Uber Arbitration Clause Unconscionable

In 2017 drivers working under contract for Uber in Ontario launched a class action.  They alleged that under Ontario law they were employees entitled to various benefits Uber was not providing.  In response, Uber sought to stay the proceedings on the basis of an arbitration clause in the standard-form contract with each driver.  Under its terms a driver is required to resolve any dispute with Uber through mediation and arbitration in the Netherlands.  The mediation and arbitration process requires up-front administrative and filing fees of US$14,500.  In response, the drivers argued that the arbitration clause was unenforceable.

The Supreme Court of Canada has held in Uber Technologies Inc. v. Heller, 2020 SCC 16 that the arbitration clause is unenforceable, paving the way for the class action to proceed in Ontario.  A majority of seven judges held the clause was unconscionable.  One judge held that unconscionability was not the proper framework for analysis but that the clause was contrary to public policy.  One judge, in dissent, upheld the clause.

A threshold dispute was whether the motion to stay the proceedings was under the Arbitration Act, 1991, S.O. 1991, c. 17 or the International Commercial Arbitration Act, 2017, S.O. 2017, c. 2, Sch. 5.  Eight judges held that as the dispute was fundamentally about labour and employment, the ICAA did not apply and the AA was the relevant statute (see paras. 18-28, 104).  While s. 7(1) of the AA directs the court to stay proceedings in the face of an agreement to arbitration, s. 7(2) is an exception that applies, inter alia, if the arbitration agreement is “invalid”.  That was accordingly the framework for the analysis.  In dissent Justice Cote held that the ICAA was the applicable statute as the relationship was international and commercial in nature (paras. 210-18).

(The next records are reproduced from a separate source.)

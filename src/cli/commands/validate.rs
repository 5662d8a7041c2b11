//! Validate config command implementation
//!
//! This module implements the `validate-config` command: loads the
//! configuration and reports on each endpoint without contacting it.

use crate::config::load_config;
use crate::core::endpoints::validate_api_endpoints;
use clap::Args;
use url::Url;

/// Arguments for the validate-config command
#[derive(Args, Debug)]
pub struct ValidateArgs {}

/// Status of one configured endpoint
#[derive(Debug, Clone, PartialEq, Eq)]
pub enum EndpointStatus {
    /// No URL configured
    Empty,
    /// Parses as an http(s) URL
    Valid,
    /// Set, but not an http(s) URL
    Malformed(String),
}

/// Classifies an endpoint URL
pub fn endpoint_status(url: &str) -> EndpointStatus {
    if url.is_empty() {
        return EndpointStatus::Empty;
    }
    match Url::parse(url) {
        Ok(parsed) if matches!(parsed.scheme(), "http" | "https") => EndpointStatus::Valid,
        Ok(parsed) => EndpointStatus::Malformed(format!("unsupported scheme '{}'", parsed.scheme())),
        Err(e) => EndpointStatus::Malformed(e.to_string()),
    }
}

impl ValidateArgs {
    /// Execute the validate-config command
    pub async fn execute(&self, config_path: &str) -> anyhow::Result<i32> {
        tracing::info!(config_path = %config_path, "Validating configuration");

        println!("Validating configuration file: {config_path}");
        println!();

        let config = match load_config(config_path) {
            Ok(c) => {
                println!("Configuration file loaded successfully");
                c
            }
            Err(e) => {
                println!("Failed to load configuration file");
                println!("   Error: {e}");
                return Ok(2); // Configuration error exit code
            }
        };

        println!();
        println!("Endpoints:");
        let mut malformed = 0;
        for (name, url) in config.api_urls.entries() {
            match endpoint_status(url) {
                EndpointStatus::Empty => println!("  {name}: <empty>"),
                EndpointStatus::Valid => println!("  {name}: {url}"),
                EndpointStatus::Malformed(reason) => {
                    malformed += 1;
                    println!("  {name}: {url} (not a valid URL: {reason})");
                }
            }
        }

        println!();
        println!("Settings:");
        println!("  Log Level: {}", config.application.log_level);
        println!("  Request Timeout: {}s", config.http.timeout_seconds);
        println!("  Connect Timeout: {}s", config.http.connect_timeout_seconds);
        println!("  On Order Error: {}", config.processing.on_order_error);
        println!();

        if !validate_api_endpoints(&config.api_urls) {
            println!("API endpoints are not valid: every endpoint must be set");
            return Ok(2);
        }
        if malformed > 0 {
            println!("{malformed} endpoint(s) are not valid URLs");
            return Ok(2);
        }

        println!("Configuration is valid");
        Ok(0)
    }
}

The majority (a decision written by Abella and Rowe JJ) offered two reasons for not leaving the issue of the validity of the clause to the arbitrator.  First, although the issue involved a mixed question of law and fact, the question could be resolved by the court on only a “superficial review” of the record (para. 37).  Second, the court was required to consider “whether there is a real prospect, in the circumstances, that the arbitrator may never decide the merits of the jurisdictional challenge” (para. 45).  If so, the court is to decide the issue.  This is rooted in concerns about access to justice (para. 38).  In the majority’s view, the high fees required to commence the arbitration are a “brick wall” on any pathway to resolution of the drivers’ claims.

The majority then engaged in a detailed discussion of the doctrine of unconscionability.  It requires both “an inequality of bargaining power and a resulting improvident bargain” (para. 65).  On the former, the majority noted the standard form, take-it-or-leave-it nature of the contract and the “significant gulf in sophistication” between the parties (para. 93).  On the latter, the majority stressed the high up-front costs and apparent necessity to travel to the Netherlands to raise any dispute (para. 94).  In its view, “No reasonable person who had understood and appreciated the implications of the arbitration clause would have agreed to it” (para. 95).  As a result, the clause is unconscionable and thus invalid.

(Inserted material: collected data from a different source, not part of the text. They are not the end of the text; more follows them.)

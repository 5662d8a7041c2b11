//! Configuration schema types
//!
//! This module defines the configuration structure for delivery-alerts.

use serde::{Deserialize, Serialize};
use std::fmt;
use std::str::FromStr;

/// Main delivery-alerts configuration
///
/// This is the root configuration structure that maps to the TOML file.
/// Every section has defaults so that a file holding only `[api_urls]`
/// (or nothing at all, with environment overrides) is accepted.
#[derive(Debug, Clone, Default, Serialize, Deserialize)]
pub struct DeliveryAlertsConfig {
    /// Application-level settings
    #[serde(default)]
    pub application: ApplicationConfig,

    /// Orders, alert and update endpoint URLs
    #[serde(default)]
    pub api_urls: ApiUrlsConfig,

    /// HTTP client settings
    #[serde(default)]
    pub http: HttpConfig,

    /// Per-order processing settings
    #[serde(default)]
    pub processing: ProcessingConfig,

    /// Logging configuration
    #[serde(default)]
    pub logging: LoggingConfig,
}

impl DeliveryAlertsConfig {
    /// Validates the configuration
    ///
    /// Endpoint URLs are not checked here. Empty endpoints are reported by
    /// [`validate_api_endpoints`](crate::core::endpoints::validate_api_endpoints)
    /// when a run starts, which aborts the run without any network call.
    ///
    /// # Errors
    ///
    /// Returns an error if any configuration values are invalid
    pub fn validate(&self) -> Result<(), String> {
        self.application.validate()?;
        self.http.validate()?;
        self.logging.validate()?;
        Ok(())
    }
}

/// Application-level configuration
#[derive(Debug, Clone, Serialize, Deserialize)]
pub struct ApplicationConfig {
    /// Log level (trace, debug, info, warn, error)
    #[serde(default = "default_log_level")]
    pub log_level: String,
}

impl Default for ApplicationConfig {
    fn default() -> Self {
        Self {
            log_level: default_log_level(),
        }
    }
}

impl ApplicationConfig {
    fn validate(&self) -> Result<(), String> {
        let valid_levels = ["trace", "debug", "info", "warn", "error"];
        if !valid_levels.contains(&self.log_level.as_str()) {
            return Err(format!(
                "Invalid log_level '{}'. Must be one of: {}",
                self.log_level,
                valid_levels.join(", ")
            ));
        }
        Ok(())
    }
}

/// Endpoint URLs
///
/// Missing keys deserialize to empty strings.
#[derive(Debug, Clone, Default, PartialEq, Eq, Serialize, Deserialize)]
pub struct ApiUrlsConfig {
    /// GET endpoint returning the JSON array of orders
    #[serde(default)]
    pub orders_api: String,

    /// POST endpoint receiving `{"Message": ...}` alerts
    #[serde(default)]
    pub alert_api: String,

    /// POST endpoint receiving updated orders
    #[serde(default)]
    pub update_api: String,
}

impl ApiUrlsConfig {
    /// Creates an endpoint set from the three URLs
    pub fn new(
        orders_api: impl Into<String>,
        alert_api: impl Into<String>,
        update_api: impl Into<String>,
    ) -> Self {
        Self {
            orders_api: orders_api.into(),
            alert_api: alert_api.into(),
            update_api: update_api.into(),
        }
    }

    /// Endpoints as `(name, url)` pairs, in orders/alert/update order
    pub fn entries(&self) -> [(&'static str, &str); 3] {
        [
            ("orders_api", self.orders_api.as_str()),
            ("alert_api", self.alert_api.as_str()),
            ("update_api", self.update_api.as_str()),
        ]
    }
}

/// HTTP client configuration
#[derive(Debug, Clone, Serialize, Deserialize)]
pub struct HttpConfig {
    /// Total request timeout in seconds
    #[serde(default = "default_timeout_seconds")]
    pub timeout_seconds: u64,

    /// Connection timeout in seconds
    #[serde(default = "default_connect_timeout_seconds")]
    pub connect_timeout_seconds: u64,
}

impl Default for HttpConfig {
    fn default() -> Self {
        Self {
            timeout_seconds: default_timeout_seconds(),
            connect_timeout_seconds: default_connect_timeout_seconds(),
        }
    }
}

impl HttpConfig {
    fn validate(&self) -> Result<(), String> {
        if self.timeout_seconds == 0 {
            return Err("http.timeout_seconds must be > 0".to_string());
        }
        if self.connect_timeout_seconds == 0 {
            return Err("http.connect_timeout_seconds must be > 0".to_string());
        }
        if self.connect_timeout_seconds > self.timeout_seconds {
            return Err(format!(
                "http.connect_timeout_seconds ({}) cannot exceed http.timeout_seconds ({})",
                self.connect_timeout_seconds, self.timeout_seconds
            ));
        }
        Ok(())
    }
}

/// What to do when processing or updating one order fails
#[derive(Debug, Clone, Copy, PartialEq, Eq, Default, Serialize, Deserialize)]
#[serde(rename_all = "lowercase")]
pub enum OrderErrorPolicy {
    /// Stop the run at the first failing order
    #[default]
    Abort,
    /// Record the failure and move on to the next order
    Continue,
}

impl FromStr for OrderErrorPolicy {
    type Err = String;

    fn from_str(s: &str) -> Result<Self, Self::Err> {
        match s.to_lowercase().as_str() {
            "abort" => Ok(OrderErrorPolicy::Abort),
            "continue" => Ok(OrderErrorPolicy::Continue),
            other => Err(format!(
                "Invalid order error policy '{other}'. Must be one of: abort, continue"
            )),
        }
    }
}

impl fmt::Display for OrderErrorPolicy {
    fn fmt(&self, f: &mut fmt::Formatter<'_>) -> fmt::Result {
        match self {
            OrderErrorPolicy::Abort => write!(f, "abort"),
            OrderErrorPolicy::Continue => write!(f, "continue"),
        }
    }
}

/// Processing configuration
#[derive(Debug, Clone, Default, Serialize, Deserialize)]
pub struct ProcessingConfig {
    /// Failure policy for a single order
    #[serde(default)]
    pub on_order_error: OrderErrorPolicy,
}

/// Logging configuration
#[derive(Debug, Clone, Serialize, Deserialize)]
pub struct LoggingConfig {
    /// Enable local JSON file logging
    #[serde(default)]
    pub local_enabled: bool,

    /// Directory for log files
    #[serde(default = "default_local_path")]
    pub local_path: String,

    /// Log rotation strategy (daily, hourly, never)
    #[serde(default = "default_local_rotation")]
    pub local_rotation: String,
}

impl Default for LoggingConfig {
    fn default() -> Self {
        Self {
            local_enabled: false,
            local_path: default_local_path(),
            local_rotation: default_local_rotation(),
        }
    }
}

impl LoggingConfig {
    fn validate(&self) -> Result<(), String> {
        let valid_rotations = ["daily", "hourly", "never"];
        if !valid_rotations.contains(&self.local_rotation.as_str()) {
            return Err(format!(
                "Invalid logging.local_rotation '{}'. Must be one of: {}",
                self.local_rotation,
                valid_rotations.join(", ")
            ));
        }

        if self.local_enabled && self.local_path.trim().is_empty() {
            return Err("logging.local_path cannot be empty when local logging is enabled".to_string());
        }

        Ok(())
    }
}

fn default_log_level() -> String {
    "info".to_string()
}

fn default_timeout_seconds() -> u64 {
    30
}

fn default_connect_timeout_seconds() -> u64 {
    10
}

fn default_local_path() -> String {
    "./logs".to_string()
}

fn default_local_rotation() -> String {
    "daily".to_string()
}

Justice Brown instead relied on the public policy of favouring access to justice and precluding an ouster of the jurisdiction of the court.  An arbitration clause that has the practical effect of precluding arbitration cannot be accepted (para. 119).  Contractual stipulations that prohibit the resolution of disputes according to law, whether by express prohibition or simply by effect, are unenforceable as a matter of public policy (para. 121).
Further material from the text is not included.